The economic impact of the virus has meant women have been disproportionately affected by job insecurity and a greater reduction in working hours in comparison to men. It is also causing the superannuation gap to widen with more women withdrawing from their super savings accounts than men. These factors are exacerbating existing gendered inequalities and placing women at a larger risk of falling into poverty. COVID has also disproportionately affected women not only in economic terms but also in relation to health, social protection and security. Many of the COVID response workers on the frontlines work in female dominated industries and the unpaid care work looking after children has increased due to closure of schools.

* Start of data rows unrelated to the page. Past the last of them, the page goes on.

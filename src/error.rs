//! Error types for the load-test runner.

use thiserror::Error;

/// Result type alias using the crate error.
pub type Result<T> = std::result::Result<T, Error>;

/// Primary error type for scenario loading and execution.
#[derive(Debug, Error)]
pub enum Error {
    #[error("invalid duration '{0}': expected a span like \"10s\", \"500ms\" or \"1m30s\"")]
    InvalidDuration(String),

    #[error("invalid threshold expression '{expr}': {reason}")]
    InvalidThreshold { expr: String, reason: String },

    #[error("invalid metric selector '{0}'")]
    InvalidSelector(String),

    #[error("unknown metric '{0}' in threshold selector")]
    UnknownMetric(String),

    #[error("invalid scenario: {0}")]
    InvalidScenario(String),

    #[error("HTTP client error: {0}")]
    Http(#[from] reqwest::Error),

    #[error("I/O error: {0}")]
    Io(#[from] std::io::Error),

    #[error("YAML error: {0}")]
    Yaml(#[from] serde_yaml::Error),

    #[error("JSON error: {0}")]
    Json(#[from] serde_json::Error),
}
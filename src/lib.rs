//! Scenario-driven HTTP load-testing runner.
//!
//! This crate provides tools to:
//! - Load and validate declarative load-test scenarios (VUs, duration,
//!   thresholds, GET targets)
//! - Execute iteration loops with the configured concurrency
//! - Collect per-request metrics and evaluate pass/fail thresholds
//! - Export metric samples as JSON lines and summarize results in
//!   multiple formats (console, JSON, CSV)

pub mod config;
pub mod error;
pub mod metrics;
pub mod output;
pub mod report;
pub mod runner;
pub mod scenario;
pub mod threshold;

pub use config::{Overrides, ScenarioConfig, TargetConfig};
pub use error::{Error, Result};
pub use metrics::{MetricStore, Sample, Selector, Summary};
pub use output::{JsonLinesOutput, NullOutput, SampleOutput};
pub use report::Report;
pub use runner::Runner;
pub use threshold::{Threshold, Verdict};
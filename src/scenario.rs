//! Iteration body: weighted target selection and single-GET execution.

use crate::config::TargetConfig;
use crate::error::{Error, Result};
use crate::metrics::{
    MetricKind, Sample, DATA_RECEIVED, DATA_SENT, HTTP_REQS, HTTP_REQ_DURATION, HTTP_REQ_FAILED,
};
use rand::prelude::*;
use reqwest::Url;
use std::collections::BTreeMap;
use std::time::Instant;

/// A resolved GET target.
#[derive(Debug, Clone)]
pub struct Target {
    pub url: Url,
    /// Value of the `name` tag on emitted samples.
    pub name: String,
}

/// Picks the target for each iteration using weighted random selection.
///
/// Each VU owns its own picker; with a scenario seed the per-VU stream is
/// derived from it so runs stay reproducible without cross-VU locking.
pub struct TargetPicker {
    targets: Vec<Target>,
    cumulative: Vec<f64>,
    rng: StdRng,
}

impl TargetPicker {
    pub fn new(configs: &[TargetConfig], seed: Option<u64>, stream: u64) -> Result<Self> {
        if configs.is_empty() {
            return Err(Error::InvalidScenario("no targets configured".into()));
        }

        let mut targets = Vec::with_capacity(configs.len());
        for config in configs {
            let url = Url::parse(&config.url)
                .map_err(|e| Error::InvalidScenario(format!("target '{}': {}", config.url, e)))?;
            let name = config.name.clone().unwrap_or_else(|| config.url.clone());
            targets.push(Target { url, name });
        }

        // Normalized cumulative distribution over target weights.
        let total: f64 = configs.iter().map(|t| t.weight).sum();
        let mut cumulative = Vec::with_capacity(configs.len());
        let mut sum = 0.0;
        for config in configs {
            sum += config.weight / total;
            cumulative.push(sum);
        }

        let rng = match seed {
            Some(seed) => StdRng::seed_from_u64(seed.wrapping_add(stream)),
            None => StdRng::from_entropy(),
        };

        Ok(Self {
            targets,
            cumulative,
            rng,
        })
    }

    /// Select the target for the next iteration.
    pub fn next_target(&mut self) -> &Target {
        if self.targets.len() == 1 {
            return &self.targets[0];
        }
        let r: f64 = self.rng.gen();
        let idx = self
            .cumulative
            .iter()
            .position(|&cum| r <= cum)
            .unwrap_or(self.targets.len() - 1);
        &self.targets[idx]
    }
}

/// Issue one GET to the target and report the outcome as samples.
///
/// The iteration itself does no retry, no response validation and no error
/// handling; failures surface only as `http_req_failed` / tag values. The
/// body is read solely to count received bytes, then discarded.
pub async fn execute_get(client: &reqwest::Client, target: &Target) -> Vec<Sample> {
    let start = Instant::now();
    let sent = approx_request_bytes(&target.url);
    let result = client.get(target.url.clone()).send().await;

    let mut tags = BTreeMap::new();
    tags.insert("method".to_string(), "GET".to_string());
    tags.insert("name".to_string(), target.name.clone());

    let (failed, received) = match result {
        Ok(response) => {
            let status = response.status().as_u16();
            let expected = (200..400).contains(&status);
            tags.insert("status".to_string(), status.to_string());
            tags.insert("expected_response".to_string(), expected.to_string());
            let received = response.bytes().await.map(|b| b.len()).unwrap_or(0);
            (status >= 400, received)
        }
        Err(e) => {
            tags.insert("status".to_string(), "0".to_string());
            tags.insert("expected_response".to_string(), "false".to_string());
            tags.insert("error".to_string(), e.to_string());
            (true, 0)
        }
    };
    let latency_ms = start.elapsed().as_secs_f64() * 1000.0;

    vec![
        Sample::new(HTTP_REQS, MetricKind::Counter, 1.0).with_tags(tags.clone()),
        Sample::new(HTTP_REQ_DURATION, MetricKind::Trend, latency_ms).with_tags(tags.clone()),
        Sample::new(HTTP_REQ_FAILED, MetricKind::Rate, if failed { 1.0 } else { 0.0 })
            .with_tags(tags.clone()),
        Sample::new(DATA_RECEIVED, MetricKind::Counter, received as f64).with_tags(tags.clone()),
        Sample::new(DATA_SENT, MetricKind::Counter, sent as f64).with_tags(tags),
    ]
}

// reqwest does not expose wire-level byte counts, so data_sent carries the
// size of the request line plus a minimal header block.
fn approx_request_bytes(url: &Url) -> usize {
    let path = url.path().len() + url.query().map(|q| q.len() + 1).unwrap_or(0);
    let host = url.host_str().map(|h| h.len()).unwrap_or(0);
    // "GET <path> HTTP/1.1\r\n" + "host: <host>\r\n" + "\r\n"
    4 + path + 11 + 8 + host + 2
}

#[cfg(test)]
mod tests {
    use super::*;

    fn target(url: &str, weight: f64) -> TargetConfig {
        TargetConfig {
            url: url.to_string(),
            name: None,
            weight,
        }
    }

    #[test]
    fn single_target_is_always_selected() {
        let mut picker =
            TargetPicker::new(&[target("http://localhost:1/", 0.25)], None, 0).unwrap();
        for _ in 0..10 {
            assert_eq!(picker.next_target().name, "http://localhost:1/");
        }
    }

    #[test]
    fn seeded_selection_is_deterministic() {
        let configs = vec![
            target("http://localhost:1/a", 1.0),
            target("http://localhost:1/b", 3.0),
        ];
        let pick = |stream| {
            let mut picker = TargetPicker::new(&configs, Some(42), stream).unwrap();
            (0..50)
                .map(|_| picker.next_target().name.clone())
                .collect::<Vec<_>>()
        };
        assert_eq!(pick(0), pick(0));
        // Different streams diverge so VUs do not issue identical request
        // sequences in lockstep.
        assert_ne!(pick(0), pick(1));
    }

    #[test]
    fn weights_bias_selection() {
        let configs = vec![
            target("http://localhost:1/a", 1.0),
            target("http://localhost:1/b", 9.0),
        ];
        let mut picker = TargetPicker::new(&configs, Some(7), 0).unwrap();
        let b_picks = (0..1000)
            .filter(|_| picker.next_target().name.ends_with("/b"))
            .count();
        assert!(b_picks > 700, "expected /b to dominate, got {}", b_picks);
    }

    #[test]
    fn rejects_unparseable_url() {
        assert!(TargetPicker::new(&[target("nope", 1.0)], None, 0).is_err());
    }
}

Domestic violence response services have also experienced a spike in frequency and severity of violence perpetrated against women.

And finally, as for addressing the SDG’s as a whole, an issue of serious focus for us at Ethical Partners, it is clear that gender equality sits at the root of the solution to most, if not all of the SDG’s. It is also very clear that implementing a gender lens will be required to actively tackle SDG (1) No Poverty, (2) Zero Hunger, (3) Good Health and Wellbeing, (4) Quality Education, (8) Decent Work and Economic Growth, (10) Reduced Inequalities and (13) Climate Action.

This is because it is well known in development circles, that where women are empowered, whole communities are more likely to thrive – and given the risks to women’s economic and social wellbeing posed by COVID, addressing these issues are now more relevant than ever.

Therefore, both as part of our recent engagements with our portfolio on board gender balance, we at Ethical Partners will be encouraging companies to more aggressively look at their gender equality within their operations and engaging more broadly on some of the other practices companies can be implementing as a commitment to supporting gender equality, such as:

• The introduction or updating of flexible working from home and parental leave policies for both male and female employees to enable a more even distribution of care work;

• Consideration or offering of childcare services;

• Keep sexual harassment policies updated and ensure there are viable complaint and formal investigation processes in place – and as evidenced by recent high-profile harassment allegations, this is particularly pertinent to the finance industry, which is one of the worst industries for gender parity;

• Implement the Workplace Gender Equality Agency (WGEA) Toolkit to audit and take steps to reform implicit gendered challenges under its 17 focus areas and apply them all the way down the supply chain.

We look forward to sharing the results of these engagements with you over the coming year.